Directions for this task
Exactly reproduce the data from its first line through the line with "#[derive(Clone)]", leaving out every line after it.

=-=-=

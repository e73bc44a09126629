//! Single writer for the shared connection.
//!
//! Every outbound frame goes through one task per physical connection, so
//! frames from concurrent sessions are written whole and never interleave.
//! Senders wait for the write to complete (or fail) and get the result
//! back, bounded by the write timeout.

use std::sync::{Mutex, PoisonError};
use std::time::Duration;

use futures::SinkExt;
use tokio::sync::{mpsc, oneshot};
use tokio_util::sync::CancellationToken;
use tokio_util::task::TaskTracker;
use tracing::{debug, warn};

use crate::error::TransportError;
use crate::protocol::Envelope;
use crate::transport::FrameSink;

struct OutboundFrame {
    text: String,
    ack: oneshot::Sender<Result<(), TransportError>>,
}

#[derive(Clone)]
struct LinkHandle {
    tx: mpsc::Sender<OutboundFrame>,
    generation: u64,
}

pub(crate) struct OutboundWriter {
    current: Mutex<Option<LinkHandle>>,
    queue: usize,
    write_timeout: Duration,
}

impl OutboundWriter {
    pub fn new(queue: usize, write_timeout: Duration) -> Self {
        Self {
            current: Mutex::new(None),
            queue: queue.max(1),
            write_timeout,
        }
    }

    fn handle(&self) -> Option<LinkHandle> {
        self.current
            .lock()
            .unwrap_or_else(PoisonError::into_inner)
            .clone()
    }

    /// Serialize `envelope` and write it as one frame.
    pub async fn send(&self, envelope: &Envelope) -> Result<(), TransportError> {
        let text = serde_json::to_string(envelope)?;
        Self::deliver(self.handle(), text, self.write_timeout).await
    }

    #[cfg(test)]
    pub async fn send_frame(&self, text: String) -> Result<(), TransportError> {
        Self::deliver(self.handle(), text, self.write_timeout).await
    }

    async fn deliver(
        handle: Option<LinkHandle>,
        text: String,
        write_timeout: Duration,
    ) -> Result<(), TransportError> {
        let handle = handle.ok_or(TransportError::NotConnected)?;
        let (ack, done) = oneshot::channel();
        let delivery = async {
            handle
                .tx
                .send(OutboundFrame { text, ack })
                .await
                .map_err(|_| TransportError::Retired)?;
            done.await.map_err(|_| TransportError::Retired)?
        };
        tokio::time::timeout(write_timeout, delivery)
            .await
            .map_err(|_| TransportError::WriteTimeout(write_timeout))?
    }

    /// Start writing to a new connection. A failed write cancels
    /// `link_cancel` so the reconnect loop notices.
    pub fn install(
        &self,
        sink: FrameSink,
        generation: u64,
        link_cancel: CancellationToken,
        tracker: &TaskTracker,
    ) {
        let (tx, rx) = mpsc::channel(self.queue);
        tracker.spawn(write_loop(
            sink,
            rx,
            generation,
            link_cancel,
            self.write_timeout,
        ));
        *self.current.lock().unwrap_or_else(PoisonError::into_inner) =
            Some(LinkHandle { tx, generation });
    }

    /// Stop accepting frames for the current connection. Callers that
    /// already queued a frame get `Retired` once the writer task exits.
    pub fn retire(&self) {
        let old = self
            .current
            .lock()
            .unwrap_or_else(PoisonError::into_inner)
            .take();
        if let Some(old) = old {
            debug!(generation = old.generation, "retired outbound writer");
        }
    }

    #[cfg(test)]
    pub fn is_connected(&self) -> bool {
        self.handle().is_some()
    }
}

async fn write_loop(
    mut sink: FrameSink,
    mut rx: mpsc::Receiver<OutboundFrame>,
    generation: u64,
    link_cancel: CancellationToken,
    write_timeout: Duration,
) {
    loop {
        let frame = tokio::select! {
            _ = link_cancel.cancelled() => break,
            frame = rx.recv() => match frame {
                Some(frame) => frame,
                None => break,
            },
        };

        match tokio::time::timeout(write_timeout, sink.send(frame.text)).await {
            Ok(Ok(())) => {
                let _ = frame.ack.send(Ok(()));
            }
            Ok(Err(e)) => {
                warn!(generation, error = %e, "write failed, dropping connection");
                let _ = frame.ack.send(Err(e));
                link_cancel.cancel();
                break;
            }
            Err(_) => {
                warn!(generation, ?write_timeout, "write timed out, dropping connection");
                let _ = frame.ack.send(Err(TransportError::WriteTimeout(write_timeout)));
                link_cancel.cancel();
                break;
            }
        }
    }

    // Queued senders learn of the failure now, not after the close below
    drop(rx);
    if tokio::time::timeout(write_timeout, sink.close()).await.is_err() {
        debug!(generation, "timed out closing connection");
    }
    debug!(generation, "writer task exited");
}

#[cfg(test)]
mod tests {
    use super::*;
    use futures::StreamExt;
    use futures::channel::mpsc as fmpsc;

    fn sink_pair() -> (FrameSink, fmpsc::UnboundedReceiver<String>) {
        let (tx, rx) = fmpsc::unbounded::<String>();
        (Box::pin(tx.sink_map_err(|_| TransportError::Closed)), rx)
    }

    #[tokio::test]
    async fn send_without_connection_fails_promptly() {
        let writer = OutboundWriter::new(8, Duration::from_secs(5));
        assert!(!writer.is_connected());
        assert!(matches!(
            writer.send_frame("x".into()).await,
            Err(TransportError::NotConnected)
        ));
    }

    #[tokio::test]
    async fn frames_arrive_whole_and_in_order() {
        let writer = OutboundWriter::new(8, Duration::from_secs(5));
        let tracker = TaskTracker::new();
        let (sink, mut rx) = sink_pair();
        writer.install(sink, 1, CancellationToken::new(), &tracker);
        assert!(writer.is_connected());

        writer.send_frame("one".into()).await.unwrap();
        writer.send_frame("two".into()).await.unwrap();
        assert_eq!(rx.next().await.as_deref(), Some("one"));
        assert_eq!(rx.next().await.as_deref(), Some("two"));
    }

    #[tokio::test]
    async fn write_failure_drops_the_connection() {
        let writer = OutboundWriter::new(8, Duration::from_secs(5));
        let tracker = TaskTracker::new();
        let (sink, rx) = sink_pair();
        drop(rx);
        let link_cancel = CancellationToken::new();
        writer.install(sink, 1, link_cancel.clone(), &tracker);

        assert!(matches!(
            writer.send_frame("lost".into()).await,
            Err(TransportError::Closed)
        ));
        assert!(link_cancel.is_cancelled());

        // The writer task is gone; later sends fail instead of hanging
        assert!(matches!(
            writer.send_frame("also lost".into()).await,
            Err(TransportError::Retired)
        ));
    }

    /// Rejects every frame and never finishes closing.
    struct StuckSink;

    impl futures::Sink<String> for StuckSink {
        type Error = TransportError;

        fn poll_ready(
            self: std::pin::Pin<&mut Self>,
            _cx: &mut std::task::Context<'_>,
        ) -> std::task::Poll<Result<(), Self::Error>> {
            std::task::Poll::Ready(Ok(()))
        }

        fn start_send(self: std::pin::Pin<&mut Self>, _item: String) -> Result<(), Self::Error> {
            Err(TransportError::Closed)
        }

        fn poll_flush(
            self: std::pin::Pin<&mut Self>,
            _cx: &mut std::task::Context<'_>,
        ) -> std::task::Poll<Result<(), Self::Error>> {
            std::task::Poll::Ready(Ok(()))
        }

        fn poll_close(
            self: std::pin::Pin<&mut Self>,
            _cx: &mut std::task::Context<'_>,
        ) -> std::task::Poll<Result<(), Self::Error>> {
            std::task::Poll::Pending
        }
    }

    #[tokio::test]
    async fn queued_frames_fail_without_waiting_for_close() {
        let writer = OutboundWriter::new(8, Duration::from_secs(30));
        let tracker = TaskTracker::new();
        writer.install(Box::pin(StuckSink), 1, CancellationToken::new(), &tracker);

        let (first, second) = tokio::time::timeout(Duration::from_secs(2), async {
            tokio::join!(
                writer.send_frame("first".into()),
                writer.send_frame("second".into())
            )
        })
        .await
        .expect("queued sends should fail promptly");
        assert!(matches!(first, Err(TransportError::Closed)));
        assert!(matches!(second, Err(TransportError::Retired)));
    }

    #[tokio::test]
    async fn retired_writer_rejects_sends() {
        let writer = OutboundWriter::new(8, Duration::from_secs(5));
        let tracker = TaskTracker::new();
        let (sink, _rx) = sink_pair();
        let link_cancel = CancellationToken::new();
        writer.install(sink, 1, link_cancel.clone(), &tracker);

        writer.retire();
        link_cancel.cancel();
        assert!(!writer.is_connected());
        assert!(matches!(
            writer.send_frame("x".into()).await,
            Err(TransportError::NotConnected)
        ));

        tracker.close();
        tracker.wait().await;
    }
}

=-=-=

Written answer
repository e73bc44a09126629
//! Single writer for the shared connection.
//!
//! Every outbound frame goes through one task per physical connection, so
//! frames from concurrent sessions are written whole and never interleave.
//! Senders wait for the write to complete (or fail) and get the result
//! back, bounded by the write timeout.

use std::sync::{Mutex, PoisonError};
use std::time::Duration;

use futures::SinkExt;
use tokio::sync::{mpsc, oneshot};
use tokio_util::sync::CancellationToken;
use tokio_util::task::TaskTracker;
use tracing::{debug, warn};

use crate::error::TransportError;
use crate::protocol::Envelope;
use crate::transport::FrameSink;

struct OutboundFrame {
    text: String,
    ack: oneshot::Sender<Result<(), TransportError>>,
}

#[derive(Clone)]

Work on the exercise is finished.